Return every line from the records below with the string "tools".

▸ Stored data:
........
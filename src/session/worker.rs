//! The session worker: one cooperative loop that multiplexes protocol
//! polling, event dispatch, and the turn-gated audio capture pump.
//!
//! All session-state mutation happens here. The caller-facing API reaches
//! the worker only through the shutdown watch flag and the command channel.

use tokio::sync::{mpsc, oneshot, watch};
use tracing::{debug, info, trace, warn};

use crate::codec;
use crate::config::SessionConfig;
use crate::error::{Result, VoxlinkError};
use crate::protocol::{outbound, ServerEvent};
use crate::tools::{InvocationTable, ToolDefinition, ToolInvocation, ToolResult};
use crate::transport::{Transport, TransportFrame};

use super::state::SessionState;
use super::SessionHooks;

/// Cross-context calls routed onto the worker loop.
pub(crate) enum Command {
    RegisterTool(ToolDefinition),
    SubmitToolResult {
        result: ToolResult,
        reply: oneshot::Sender<Result<()>>,
    },
}

/// Bounds on per-iteration work, so shutdown stays responsive.
const MAX_FRAMES_PER_TICK: usize = 32;
const MAX_COMMANDS_PER_TICK: usize = 8;

pub(crate) struct Worker {
    transport: Box<dyn Transport>,
    config: SessionConfig,
    auth_header: String,
    tools: Vec<ToolDefinition>,
    hooks: SessionHooks,
    state: SessionState,
    state_tx: watch::Sender<SessionState>,
    shutdown_rx: watch::Receiver<bool>,
    commands_rx: mpsc::UnboundedReceiver<Command>,
    capture_buf: Vec<u8>,
    assistant_speaking: bool,
    /// A response's audio reached the sink and no terminal chunk followed yet.
    sink_open: bool,
    consecutive_decode_failures: u32,
    invocations: InvocationTable,
}

impl Worker {
    #[allow(clippy::too_many_arguments)]
    pub(crate) fn new(
        transport: Box<dyn Transport>,
        config: SessionConfig,
        auth_header: String,
        tools: Vec<ToolDefinition>,
        hooks: SessionHooks,
        state_tx: watch::Sender<SessionState>,
        shutdown_rx: watch::Receiver<bool>,
        commands_rx: mpsc::UnboundedReceiver<Command>,
    ) -> Self {
        let capture_buf = vec![0u8; config.frame_bytes];
        Self {
            transport,
            config,
            auth_header,
            tools,
            hooks,
            state: SessionState::Idle,
            state_tx,
            shutdown_rx,
            commands_rx,
            capture_buf,
            assistant_speaking: false,
            sink_open: false,
            consecutive_decode_failures: 0,
            invocations: InvocationTable::default(),
        }
    }

    pub(crate) async fn run(mut self) {
        match self.run_session().await {
            Ok(()) => {
                self.set_state(SessionState::Closing);
                self.transport.disconnect().await;
                if self.sink_open {
                    self.emit_terminal();
                }
                self.set_state(SessionState::Closed);
                info!("session closed");
            }
            Err(error) => {
                warn!(error = %error, "session failed");
                self.transport.disconnect().await;
                self.emit_terminal();
                if let Some(on_error) = self.hooks.on_error.as_mut() {
                    on_error(&error);
                }
                self.set_state(SessionState::Error);
            }
        }
    }

    async fn run_session(&mut self) -> Result<()> {
        self.set_state(SessionState::Connecting);
        let url = self.config.endpoint_url();
        self.transport.connect(&url, &self.auth_header).await?;

        self.set_state(SessionState::AwaitingSessionAck);
        let hello = outbound::session_update(&self.config, &self.tools);
        self.transport.send_text(&hello).await?;
        debug!(model = %self.config.model, "session configuration sent");

        loop {
            if *self.shutdown_rx.borrow() {
                return Ok(());
            }

            self.drain_commands().await?;

            for frame in self.transport.poll(MAX_FRAMES_PER_TICK).await? {
                let event = match frame {
                    TransportFrame::Text(payload) => ServerEvent::decode(&payload),
                    TransportFrame::Closed => ServerEvent::Disconnected,
                };
                self.apply(event)?;
            }

            self.pump_audio().await?;

            tokio::task::yield_now().await;
        }
    }

    /// Apply one decoded inbound event to the session.
    fn apply(&mut self, event: ServerEvent) -> Result<()> {
        if !matches!(event, ServerEvent::DecodeFailure { .. }) {
            self.consecutive_decode_failures = 0;
        }

        match event {
            ServerEvent::SessionCreated { session_id } => {
                info!(session_id = %session_id, "session created");
            }
            ServerEvent::SessionUpdated { session } => {
                if self.state == SessionState::AwaitingSessionAck {
                    self.set_state(SessionState::Active);
                    info!("session configuration acknowledged");
                    if let Some(on_connected) = self.hooks.on_connected.as_mut() {
                        on_connected();
                    }
                }
                if let Some(on_updated) = self.hooks.on_updated.as_mut() {
                    on_updated(&session);
                }
            }
            ServerEvent::ResponseCreated => {
                self.assistant_speaking = true;
                debug!("assistant response started");
            }
            ServerEvent::ResponseDone => {
                self.assistant_speaking = false;
                self.emit_terminal();
                debug!("assistant response finished");
            }
            ServerEvent::AudioDelta { delta } => {
                if self.state == SessionState::Active {
                    let bytes = codec::decode(&delta);
                    self.sink_open = true;
                    (self.hooks.sink)(&bytes, false);
                } else {
                    debug!("audio delta before activation dropped");
                }
            }
            ServerEvent::AudioDone => {
                // Terminal for the speaking gate only; the sink's terminal
                // chunk is tied to response.done.
                self.assistant_speaking = false;
                debug!("assistant audio finished");
            }
            ServerEvent::TextDelta { text } => {
                trace!(text = %text, "text delta");
            }
            ServerEvent::FunctionCallArgumentsDone {
                call_id,
                name,
                arguments,
            } => {
                let invocation = ToolInvocation {
                    call_id,
                    name,
                    arguments,
                };
                info!(call_id = %invocation.call_id, tool = %invocation.name, "tool call requested");
                self.invocations.begin(invocation.clone());
                if let Some(on_tool_call) = self.hooks.on_tool_call.as_mut() {
                    on_tool_call(invocation);
                }
            }
            ServerEvent::SpeechStarted => {
                debug!("caller speech started");
            }
            ServerEvent::SpeechStopped => {
                debug!("caller speech stopped");
            }
            ServerEvent::ServiceError { code, message } => {
                warn!(
                    code = code.as_deref().unwrap_or("unknown"),
                    message = %message,
                    "service reported an error"
                );
                if let Some(on_error) = self.hooks.on_error.as_mut() {
                    on_error(&VoxlinkError::Service { code, message });
                }
            }
            ServerEvent::Disconnected => {
                if *self.shutdown_rx.borrow() {
                    debug!("peer closed during shutdown");
                } else {
                    return Err(VoxlinkError::Transport(
                        "Connection closed by peer".into(),
                    ));
                }
            }
            ServerEvent::Routine { event_type } => {
                trace!(event_type = %event_type, "housekeeping event");
            }
            ServerEvent::DecodeFailure { message } => {
                self.consecutive_decode_failures += 1;
                warn!(
                    failures = self.consecutive_decode_failures,
                    message = %message,
                    "malformed inbound message discarded"
                );
                if self.consecutive_decode_failures > self.config.decode_failure_tolerance {
                    return Err(VoxlinkError::Transport(
                        "Repeated decode failures exceeded tolerance".into(),
                    ));
                }
            }
            ServerEvent::Unrecognized { event_type, .. } => {
                warn!(event_type = %event_type, "unrecognized message ignored");
            }
        }
        Ok(())
    }

    /// Pull one capture chunk and transmit it, subject to the turn-taking
    /// gate. A zero-byte read means the source has nothing this tick.
    async fn pump_audio(&mut self) -> Result<()> {
        if self.state != SessionState::Active || self.assistant_speaking {
            return Ok(());
        }
        let read = (self.hooks.source)(&mut self.capture_buf);
        if read == 0 {
            return Ok(());
        }
        let read = read.min(self.capture_buf.len());
        let encoded = codec::encode(&self.capture_buf[..read]);
        self.transport
            .send_text(&outbound::audio_append(&encoded))
            .await?;
        trace!(bytes = read, "audio frame sent");
        Ok(())
    }

    async fn drain_commands(&mut self) -> Result<()> {
        for _ in 0..MAX_COMMANDS_PER_TICK {
            match self.commands_rx.try_recv() {
                Ok(Command::RegisterTool(definition)) => {
                    info!(tool = %definition.name, "tool registered mid-session");
                    self.tools.push(definition);
                    let message = outbound::tools_update(&self.tools);
                    self.transport.send_text(&message).await?;
                }
                Ok(Command::SubmitToolResult { result, reply }) => {
                    self.handle_tool_result(result, reply).await?;
                }
                Err(_) => break,
            }
        }
        Ok(())
    }

    async fn handle_tool_result(
        &mut self,
        result: ToolResult,
        reply: oneshot::Sender<Result<()>>,
    ) -> Result<()> {
        let Some(invocation) = self.invocations.resolve(&result.call_id) else {
            warn!(call_id = %result.call_id, "tool result for unknown invocation rejected");
            let _ = reply.send(Err(VoxlinkError::UnknownToolCall(result.call_id)));
            return Ok(());
        };

        let output = result.wire_output();
        let transmit: Result<()> = async {
            self.transport
                .send_text(&outbound::tool_output(&result.call_id, &output))
                .await?;
            self.transport
                .send_text(&outbound::response_trigger())
                .await?;
            Ok(())
        }
        .await;

        match transmit {
            Ok(()) => {
                info!(call_id = %result.call_id, tool = %invocation.name, "tool result submitted");
                let _ = reply.send(Ok(()));
                Ok(())
            }
            Err(error) => {
                let _ = reply.send(Err(VoxlinkError::Transport(error.to_string())));
                Err(error)
            }
        }
    }

    /// Zero-length chunk with the terminal flag, so the caller can release
    /// playback buffers deterministically.
    fn emit_terminal(&mut self) {
        (self.hooks.sink)(&[], true);
        self.sink_open = false;
    }

    fn set_state(&mut self, state: SessionState) {
        self.state = state;
        let _ = self.state_tx.send(state);
    }
}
........
▸ Response area:
use crate::tools::{InvocationTable, ToolDefinition, ToolInvocation, ToolResult};
    tools: Vec<ToolDefinition>,
        tools: Vec<ToolDefinition>,
            tools,
        let hello = outbound::session_update(&self.config, &self.tools);
                    self.tools.push(definition);
                    let message = outbound::tools_update(&self.tools);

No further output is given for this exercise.